The 2015 GoDaddy Bowl was a post-season American college football bowl game held on January 4, 2015, at Ladd–Peebles Stadium in Mobile, Alabama in the United States.  The sixteenth edition of the GoDaddy Bowl, it featured the Toledo Rockets of the Mid-American Conference against the Arkansas State Red Wolves of the Sun Belt Conference. The game began at 8:00 p.m. CST and aired on ESPN.  It was one of the 2014–15 bowl games that concluded the 2014 FBS football season.  The game was sponsored by web hosting service company GoDaddy.

Team selection
The game featured the Toledo Rockets of the Mid-American Conference against the Arkansas State Red Wolves of the Sun Belt Conference.

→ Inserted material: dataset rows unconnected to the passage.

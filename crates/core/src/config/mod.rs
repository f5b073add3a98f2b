//! Config artifact resolution.
//!
//! Each driver gets at most one config file per package, produced by one of
//! four strategies:
//!
//! - `create` loads the module source, the local override and the config
//!   embedded in `package.json`, merges them and writes the result
//! - `copy` copies the resolved source file
//! - `reference` writes a stub module that re-exports the resolved source
//! - `none` produces nothing
//!
//! Every written path is recorded on the [`ExecutionContext`] so the execute
//! phase can point tools at it and cleanup can remove it.

pub mod format;
pub mod merge;

use crate::context::ExecutionContext;
use crate::driver::{ConfigStrategy, SharedDriver};
use crate::settings::ToolSettings;
use crate::{Error, Result};
use format::{ConfigFormat, FILE_SOURCE_EXTENSIONS, SOURCE_EXTENSIONS};
use serde_json::Value;
use std::path::{Component, Path, PathBuf};
use toolrig_workspaces::PackageManifest;

/// A config file materialized for one driver.
#[derive(Debug, Clone, PartialEq, Eq)]
pub struct ConfigArtifact {
    /// Owning driver.
    pub driver: String,
    /// Where the file was written.
    pub path: PathBuf,
    /// Strategy that produced it.
    pub strategy: ConfigStrategy,
}

/// Source files found for a driver.
#[derive(Debug, Clone, Default, PartialEq, Eq)]
pub struct ConfigSources {
    /// Source in the config module.
    pub module: Option<PathBuf>,
    /// Local override under `.config/toolrig`.
    pub local: Option<PathBuf>,
    /// Every candidate that was checked.
    pub searched: Vec<PathBuf>,
}

impl ConfigSources {
    /// Find `driver`'s sources under the module and local config directories.
    ///
    /// The local directory is skipped when it is the module directory, so a
    /// `@local` module is only loaded once.
    #[must_use]
    pub fn locate(settings: &ToolSettings, root: &Path, driver: &str, extensions: &[&str]) -> Self {
        let module_dir = settings.module_config_dir(root);
        let local_dir = ToolSettings::local_config_dir(root);

        let mut searched = format::source_candidates(&module_dir, driver, extensions);
        let module = format::find_source(&module_dir, driver, extensions);

        let local = if local_dir == module_dir {
            None
        } else {
            searched.extend(format::source_candidates(&local_dir, driver, extensions));
            format::find_source(&local_dir, driver, extensions)
                .filter(|local| module.as_ref() != Some(local))
        };

        Self {
            module,
            local,
            searched,
        }
    }

    /// The single file to copy or reference: the local override wins.
    #[must_use]
    pub fn preferred(&self) -> Option<&Path> {
        self.local.as_deref().or(self.module.as_deref())
    }
}

/// Materialize `driver`'s config in `ctx.cwd`.
///
/// `strategy` overrides the driver's declared strategy. Returns `None` when
/// the strategy produces no file.
///
/// # Errors
///
/// Fails before writing anything if a copy or reference source is missing or
/// a reference target is not a module file. Load, format and write failures
/// are returned as they occur.
pub async fn resolve_config(
    ctx: &mut ExecutionContext,
    driver: &SharedDriver,
    settings: &ToolSettings,
    strategy: Option<ConfigStrategy>,
) -> Result<Option<ConfigArtifact>> {
    let metadata = driver.metadata();
    let strategy = strategy.unwrap_or(metadata.config_strategy);
    let name = metadata.name.clone();

    if strategy == ConfigStrategy::None {
        tracing::debug!(driver = %name, "Config strategy is none, skipping");
        return Ok(None);
    }

    ctx.env.extend(metadata.env.clone());
    let target = ctx.cwd.join(&metadata.config_name);

    match strategy {
        ConfigStrategy::Create => create_config(ctx, driver, settings, &target).await?,
        ConfigStrategy::Copy => copy_config(ctx, driver, settings, &target).await?,
        ConfigStrategy::Reference => reference_config(ctx, driver, settings, &target).await?,
        ConfigStrategy::None => return Ok(None),
    }

    ctx.add_config_path(&name, &target);
    crate::emit_config_file!(name, strategy, target.display());

    Ok(Some(ConfigArtifact {
        driver: name,
        path: target,
        strategy,
    }))
}

/// Load, merge and write every config source for `driver`.
async fn create_config(
    ctx: &ExecutionContext,
    driver: &SharedDriver,
    settings: &ToolSettings,
    target: &Path,
) -> Result<()> {
    let name = driver.name();
    let sources = ConfigSources::locate(settings, &ctx.root, name, SOURCE_EXTENSIONS);
    let mut loaded = Vec::new();

    if let Some(path) = &sources.module {
        let mut config = format::read_config(path).await?;
        driver.on_load_module_config(ctx, path, &mut config);
        crate::emit_config_loaded!(name, "module", path.display());
        loaded.push(config);
    }

    if let Some(path) = &sources.local {
        let mut config = format::read_config(path).await?;
        driver.on_load_module_config(ctx, path, &mut config);
        crate::emit_config_loaded!(name, "local", path.display());
        loaded.push(config);
    }

    let manifest_path = ctx.cwd.join("package.json");
    if let Some(manifest) = read_manifest(&manifest_path).await? {
        if let Some(embedded) = manifest.namespaced_config(name) {
            let mut config = embedded.clone();
            driver.on_load_package_config(ctx, &mut config);
            crate::emit_config_loaded!(name, "package", manifest_path.display());
            loaded.push(config);
        }
    }

    if loaded.is_empty() {
        tracing::warn!(driver = %name, "No config sources found, writing an empty config");
    }

    let count = loaded.len();
    let mut config = loaded
        .into_iter()
        .fold(Value::Object(serde_json::Map::new()), |prev, next| {
            driver.merge_config(prev, next)
        });
    driver.on_merge_config(ctx, &mut config);
    crate::emit_config_merged!(name, count);

    driver.on_create_config_file(ctx, target, &mut config);
    let content = driver.format_config(&config, target)?;
    tokio::fs::write(target, content)
        .await
        .map_err(|e| Error::io(e, target.to_path_buf(), "write config"))
}

/// The `package.json` at `path`, or `None` when there is none.
async fn read_manifest(path: &Path) -> Result<Option<PackageManifest>> {
    let content = match tokio::fs::read_to_string(path).await {
        Ok(content) => content,
        Err(e) if e.kind() == std::io::ErrorKind::NotFound => return Ok(None),
        Err(e) => return Err(Error::io(e, path.to_path_buf(), "read package.json")),
    };
    serde_json::from_str(&content)
        .map(Some)
        .map_err(|source| Error::Json {
            source,
            path: path.to_path_buf(),
        })
}

/// Copy the resolved source file over `target`.
async fn copy_config(
    ctx: &ExecutionContext,
    driver: &SharedDriver,
    settings: &ToolSettings,
    target: &Path,
) -> Result<()> {
    let source = required_source(ctx, driver, settings)?;

    driver.on_copy_config_file(ctx, target, &source);
    tokio::fs::copy(&source, target)
        .await
        .map(|_| ())
        .map_err(|e| Error::io(e, target.to_path_buf(), "copy config"))
}

/// Write a stub at `target` that re-exports the resolved source file.
async fn reference_config(
    ctx: &ExecutionContext,
    driver: &SharedDriver,
    settings: &ToolSettings,
    target: &Path,
) -> Result<()> {
    let format = ConfigFormat::from_path(target)?;
    if !format.is_module() {
        return Err(Error::UnsupportedFormat {
            path: target.to_path_buf(),
            reason: "reference stubs need a .js, .cjs or .mjs config name".to_string(),
        });
    }

    let source = required_source(ctx, driver, settings)?;
    let from = target.parent().unwrap_or(&ctx.cwd);
    let stub = reference_stub(format, &relative_specifier(from, &source));

    driver.on_reference_config_file(ctx, target, &source);
    tokio::fs::write(target, stub)
        .await
        .map_err(|e| Error::io(e, target.to_path_buf(), "write config reference"))
}

fn required_source(
    ctx: &ExecutionContext,
    driver: &SharedDriver,
    settings: &ToolSettings,
) -> Result<PathBuf> {
    let sources = ConfigSources::locate(settings, &ctx.root, driver.name(), FILE_SOURCE_EXTENSIONS);
    sources
        .preferred()
        .map(Path::to_path_buf)
        .ok_or_else(|| Error::MissingConfigSource {
            driver: driver.name().to_string(),
            searched: sources.searched,
        })
}

fn reference_stub(format: ConfigFormat, specifier: &str) -> String {
    if format == ConfigFormat::EsModule {
        format!("export {{ default }} from '{specifier}';\n")
    } else {
        format!("module.exports = require('{specifier}');\n")
    }
}

/// Module specifier for `to` relative to the directory `from`, always
/// starting with `./` or `../` and using forward slashes.
#[must_use]
pub fn relative_specifier(from: &Path, to: &Path) -> String {
    let from: Vec<Component<'_>> = from.components().collect();
    let to: Vec<Component<'_>> = to.components().collect();
    let shared = from
        .iter()
        .zip(&to)
        .take_while(|(a, b)| a == b)
        .count();

    let mut parts: Vec<String> = vec!["..".to_string(); from.len() - shared];
    parts.extend(
        to[shared..]
            .iter()
            .map(|c| c.as_os_str().to_string_lossy().into_owned()),
    );

    let joined = parts.join("/");
    if joined.starts_with("..") {
        joined
    } else {
        format!("./{joined}")
    }
}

It was the third overall meeting between these two teams, with Toledo leading the series 2–0 prior to the kickoff. The last time these two teams met was in 1992.

Toledo Rockets

After the Rockets finished the regular season with an 8–4 record, they accepted their invitation to play in the game.

This was Toledo's second GoDaddy Bowl; the Rockets previously won the 2005 game (when it was known as the GMAC Bowl) over the UTEP Miners, 45–13.

Arkansas State Red Wolves

After the Red Wolves finished the regular season with a 7–5 record, bowl director Jerry Silverstein extended an invitation to play in the game.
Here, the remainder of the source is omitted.